(Records from a dataset)
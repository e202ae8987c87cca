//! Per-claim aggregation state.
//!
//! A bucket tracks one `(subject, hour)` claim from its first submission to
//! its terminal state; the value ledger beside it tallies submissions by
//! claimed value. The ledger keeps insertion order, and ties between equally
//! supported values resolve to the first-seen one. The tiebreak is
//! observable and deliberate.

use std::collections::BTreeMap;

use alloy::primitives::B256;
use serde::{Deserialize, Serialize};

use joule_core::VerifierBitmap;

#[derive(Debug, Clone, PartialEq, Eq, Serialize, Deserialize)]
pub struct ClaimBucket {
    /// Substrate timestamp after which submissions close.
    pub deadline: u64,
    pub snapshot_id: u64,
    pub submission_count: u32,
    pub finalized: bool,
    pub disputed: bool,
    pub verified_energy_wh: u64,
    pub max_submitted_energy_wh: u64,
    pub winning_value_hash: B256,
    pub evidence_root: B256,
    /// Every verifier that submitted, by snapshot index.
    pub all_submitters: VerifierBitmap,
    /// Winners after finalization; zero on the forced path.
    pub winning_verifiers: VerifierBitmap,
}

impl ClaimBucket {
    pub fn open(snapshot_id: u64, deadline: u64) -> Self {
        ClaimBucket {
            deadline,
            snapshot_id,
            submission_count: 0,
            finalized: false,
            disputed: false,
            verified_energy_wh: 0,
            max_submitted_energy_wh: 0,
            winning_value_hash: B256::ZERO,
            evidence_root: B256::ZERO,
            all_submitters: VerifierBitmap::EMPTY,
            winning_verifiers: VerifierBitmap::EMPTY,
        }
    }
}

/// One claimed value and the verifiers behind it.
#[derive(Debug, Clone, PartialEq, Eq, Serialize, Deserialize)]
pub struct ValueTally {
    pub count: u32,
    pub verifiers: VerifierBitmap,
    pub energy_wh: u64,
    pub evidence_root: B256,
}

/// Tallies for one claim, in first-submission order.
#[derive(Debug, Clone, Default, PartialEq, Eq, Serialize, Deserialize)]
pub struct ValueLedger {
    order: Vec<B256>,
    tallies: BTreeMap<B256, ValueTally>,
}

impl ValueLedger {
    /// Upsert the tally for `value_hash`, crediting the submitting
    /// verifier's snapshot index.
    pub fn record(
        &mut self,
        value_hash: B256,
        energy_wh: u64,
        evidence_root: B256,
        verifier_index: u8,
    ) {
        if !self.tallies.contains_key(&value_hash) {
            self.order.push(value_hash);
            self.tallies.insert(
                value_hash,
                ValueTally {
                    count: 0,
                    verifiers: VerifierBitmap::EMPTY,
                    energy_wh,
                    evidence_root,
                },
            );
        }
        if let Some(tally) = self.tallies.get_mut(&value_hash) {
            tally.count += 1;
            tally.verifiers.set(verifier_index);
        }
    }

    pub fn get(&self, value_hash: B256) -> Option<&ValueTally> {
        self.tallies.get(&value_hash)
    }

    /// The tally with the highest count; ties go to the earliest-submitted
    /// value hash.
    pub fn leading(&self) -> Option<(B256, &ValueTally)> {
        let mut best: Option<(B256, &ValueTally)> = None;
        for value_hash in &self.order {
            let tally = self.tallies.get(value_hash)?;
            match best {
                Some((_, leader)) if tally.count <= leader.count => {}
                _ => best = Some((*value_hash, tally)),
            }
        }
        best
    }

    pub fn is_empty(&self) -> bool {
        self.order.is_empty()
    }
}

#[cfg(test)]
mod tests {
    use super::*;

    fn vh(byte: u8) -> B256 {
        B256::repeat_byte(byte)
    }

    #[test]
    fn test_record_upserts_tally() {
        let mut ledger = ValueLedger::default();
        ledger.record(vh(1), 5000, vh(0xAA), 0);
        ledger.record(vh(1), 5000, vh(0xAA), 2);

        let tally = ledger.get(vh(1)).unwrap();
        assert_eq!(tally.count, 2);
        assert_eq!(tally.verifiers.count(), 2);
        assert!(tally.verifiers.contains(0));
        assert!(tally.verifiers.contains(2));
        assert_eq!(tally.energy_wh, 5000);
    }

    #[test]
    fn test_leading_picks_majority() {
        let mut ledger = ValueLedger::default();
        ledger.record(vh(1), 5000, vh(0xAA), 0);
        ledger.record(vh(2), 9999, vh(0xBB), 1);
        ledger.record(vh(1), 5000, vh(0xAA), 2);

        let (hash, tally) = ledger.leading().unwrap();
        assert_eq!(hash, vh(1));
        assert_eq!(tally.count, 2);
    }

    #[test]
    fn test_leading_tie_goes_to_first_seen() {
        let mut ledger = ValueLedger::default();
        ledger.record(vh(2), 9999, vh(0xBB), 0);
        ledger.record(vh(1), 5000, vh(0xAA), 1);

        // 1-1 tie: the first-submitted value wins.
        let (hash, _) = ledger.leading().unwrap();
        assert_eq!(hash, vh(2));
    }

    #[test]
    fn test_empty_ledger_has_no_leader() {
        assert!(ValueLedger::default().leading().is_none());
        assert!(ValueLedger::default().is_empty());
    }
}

...

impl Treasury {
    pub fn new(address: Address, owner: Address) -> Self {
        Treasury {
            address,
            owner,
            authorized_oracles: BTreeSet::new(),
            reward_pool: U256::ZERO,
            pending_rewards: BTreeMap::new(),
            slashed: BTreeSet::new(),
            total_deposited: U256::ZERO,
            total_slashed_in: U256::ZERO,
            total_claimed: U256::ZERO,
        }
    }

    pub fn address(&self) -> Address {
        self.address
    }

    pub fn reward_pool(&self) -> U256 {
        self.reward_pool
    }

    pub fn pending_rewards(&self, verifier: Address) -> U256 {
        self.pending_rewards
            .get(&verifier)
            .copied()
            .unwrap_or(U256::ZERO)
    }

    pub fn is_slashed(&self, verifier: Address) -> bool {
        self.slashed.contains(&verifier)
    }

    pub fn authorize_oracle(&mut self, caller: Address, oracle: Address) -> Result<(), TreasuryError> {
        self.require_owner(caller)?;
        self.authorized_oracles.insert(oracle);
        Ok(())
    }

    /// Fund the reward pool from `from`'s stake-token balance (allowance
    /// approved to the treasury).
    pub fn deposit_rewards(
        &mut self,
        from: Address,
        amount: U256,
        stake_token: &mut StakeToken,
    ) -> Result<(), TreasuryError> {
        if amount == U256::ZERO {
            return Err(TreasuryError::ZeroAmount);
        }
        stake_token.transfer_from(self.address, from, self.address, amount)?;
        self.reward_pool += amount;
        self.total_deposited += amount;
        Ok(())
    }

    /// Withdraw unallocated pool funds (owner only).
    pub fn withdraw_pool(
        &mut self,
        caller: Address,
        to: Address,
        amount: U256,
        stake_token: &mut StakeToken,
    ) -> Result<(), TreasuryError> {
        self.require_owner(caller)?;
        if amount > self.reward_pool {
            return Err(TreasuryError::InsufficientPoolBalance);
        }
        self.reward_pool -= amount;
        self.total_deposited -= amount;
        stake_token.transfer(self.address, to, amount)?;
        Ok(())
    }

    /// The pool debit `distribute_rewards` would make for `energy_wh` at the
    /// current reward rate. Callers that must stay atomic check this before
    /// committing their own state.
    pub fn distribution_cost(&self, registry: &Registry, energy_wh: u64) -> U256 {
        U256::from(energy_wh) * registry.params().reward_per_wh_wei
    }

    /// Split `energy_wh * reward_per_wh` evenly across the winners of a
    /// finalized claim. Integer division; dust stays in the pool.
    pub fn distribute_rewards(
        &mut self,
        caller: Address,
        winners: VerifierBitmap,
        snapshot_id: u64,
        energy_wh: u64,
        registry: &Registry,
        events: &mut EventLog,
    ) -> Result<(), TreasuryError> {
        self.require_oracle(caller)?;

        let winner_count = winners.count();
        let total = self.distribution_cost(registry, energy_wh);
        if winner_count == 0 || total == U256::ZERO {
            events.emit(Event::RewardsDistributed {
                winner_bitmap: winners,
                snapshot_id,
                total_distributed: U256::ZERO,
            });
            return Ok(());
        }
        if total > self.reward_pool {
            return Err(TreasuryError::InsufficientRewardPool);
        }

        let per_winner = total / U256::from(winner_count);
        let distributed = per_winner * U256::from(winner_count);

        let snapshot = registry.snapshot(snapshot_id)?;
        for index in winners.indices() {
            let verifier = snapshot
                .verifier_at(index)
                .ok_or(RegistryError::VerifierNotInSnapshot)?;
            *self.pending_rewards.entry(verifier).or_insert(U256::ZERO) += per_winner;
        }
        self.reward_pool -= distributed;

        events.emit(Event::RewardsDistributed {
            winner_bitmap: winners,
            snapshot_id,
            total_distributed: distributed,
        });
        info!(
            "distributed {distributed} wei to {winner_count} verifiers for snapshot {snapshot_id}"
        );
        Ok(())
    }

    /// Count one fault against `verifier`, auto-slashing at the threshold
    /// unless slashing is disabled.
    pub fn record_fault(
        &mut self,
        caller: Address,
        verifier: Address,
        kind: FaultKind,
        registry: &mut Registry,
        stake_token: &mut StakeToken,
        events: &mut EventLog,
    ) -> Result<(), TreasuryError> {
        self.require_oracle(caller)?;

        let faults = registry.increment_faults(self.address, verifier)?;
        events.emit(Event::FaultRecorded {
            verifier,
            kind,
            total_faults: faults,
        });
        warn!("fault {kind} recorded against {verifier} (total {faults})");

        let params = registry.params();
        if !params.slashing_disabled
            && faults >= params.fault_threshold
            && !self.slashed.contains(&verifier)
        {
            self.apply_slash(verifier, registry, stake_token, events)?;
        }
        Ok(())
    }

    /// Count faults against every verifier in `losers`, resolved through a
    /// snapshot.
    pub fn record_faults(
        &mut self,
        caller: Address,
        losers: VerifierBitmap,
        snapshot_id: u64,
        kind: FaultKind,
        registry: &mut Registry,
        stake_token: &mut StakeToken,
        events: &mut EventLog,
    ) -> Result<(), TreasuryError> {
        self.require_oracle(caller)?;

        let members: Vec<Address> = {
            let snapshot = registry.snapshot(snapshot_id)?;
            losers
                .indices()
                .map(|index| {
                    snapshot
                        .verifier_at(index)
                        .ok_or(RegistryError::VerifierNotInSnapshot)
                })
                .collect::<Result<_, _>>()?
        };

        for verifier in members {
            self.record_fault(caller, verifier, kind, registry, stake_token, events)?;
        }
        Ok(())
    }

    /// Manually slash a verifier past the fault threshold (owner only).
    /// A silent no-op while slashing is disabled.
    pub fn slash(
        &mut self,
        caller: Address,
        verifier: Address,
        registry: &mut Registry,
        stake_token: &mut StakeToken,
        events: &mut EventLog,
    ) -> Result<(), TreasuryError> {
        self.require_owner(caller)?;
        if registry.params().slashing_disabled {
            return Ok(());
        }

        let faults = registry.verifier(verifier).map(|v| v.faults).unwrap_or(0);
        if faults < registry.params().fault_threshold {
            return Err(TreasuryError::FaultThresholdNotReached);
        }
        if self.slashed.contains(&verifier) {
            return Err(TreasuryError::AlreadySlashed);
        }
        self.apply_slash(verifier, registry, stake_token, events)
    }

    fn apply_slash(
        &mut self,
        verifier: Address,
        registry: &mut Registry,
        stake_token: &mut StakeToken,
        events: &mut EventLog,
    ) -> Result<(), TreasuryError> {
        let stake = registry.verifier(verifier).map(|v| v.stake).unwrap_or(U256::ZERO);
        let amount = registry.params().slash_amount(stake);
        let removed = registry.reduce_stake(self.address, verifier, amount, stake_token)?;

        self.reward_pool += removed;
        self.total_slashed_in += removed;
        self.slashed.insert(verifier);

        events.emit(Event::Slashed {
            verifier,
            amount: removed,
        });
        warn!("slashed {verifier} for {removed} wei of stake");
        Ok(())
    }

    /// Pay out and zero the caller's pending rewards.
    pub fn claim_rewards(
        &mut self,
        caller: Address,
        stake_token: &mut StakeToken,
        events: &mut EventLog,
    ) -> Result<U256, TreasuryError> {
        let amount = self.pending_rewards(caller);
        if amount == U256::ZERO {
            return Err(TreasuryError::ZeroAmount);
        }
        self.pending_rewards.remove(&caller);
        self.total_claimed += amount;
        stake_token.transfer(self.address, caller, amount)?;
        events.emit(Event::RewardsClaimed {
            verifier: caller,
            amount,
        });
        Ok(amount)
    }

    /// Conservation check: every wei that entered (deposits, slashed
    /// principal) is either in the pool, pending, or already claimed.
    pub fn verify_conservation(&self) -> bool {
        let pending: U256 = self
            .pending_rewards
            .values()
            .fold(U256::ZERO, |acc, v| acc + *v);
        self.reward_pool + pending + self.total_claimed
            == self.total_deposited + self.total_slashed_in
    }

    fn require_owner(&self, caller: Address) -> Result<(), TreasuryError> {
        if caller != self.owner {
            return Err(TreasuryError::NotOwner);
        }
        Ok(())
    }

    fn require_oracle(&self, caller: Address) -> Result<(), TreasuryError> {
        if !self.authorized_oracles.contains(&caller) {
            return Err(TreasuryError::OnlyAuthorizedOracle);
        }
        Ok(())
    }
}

* Task requirements *
Find the word "emit" in the entries and show each line where it is found.

* Solved problem *
            events.emit(Event::RewardsDistributed {
        events.emit(Event::RewardsDistributed {
        events.emit(Event::FaultRecorded {
        events.emit(Event::Slashed {
        events.emit(Event::RewardsClaimed {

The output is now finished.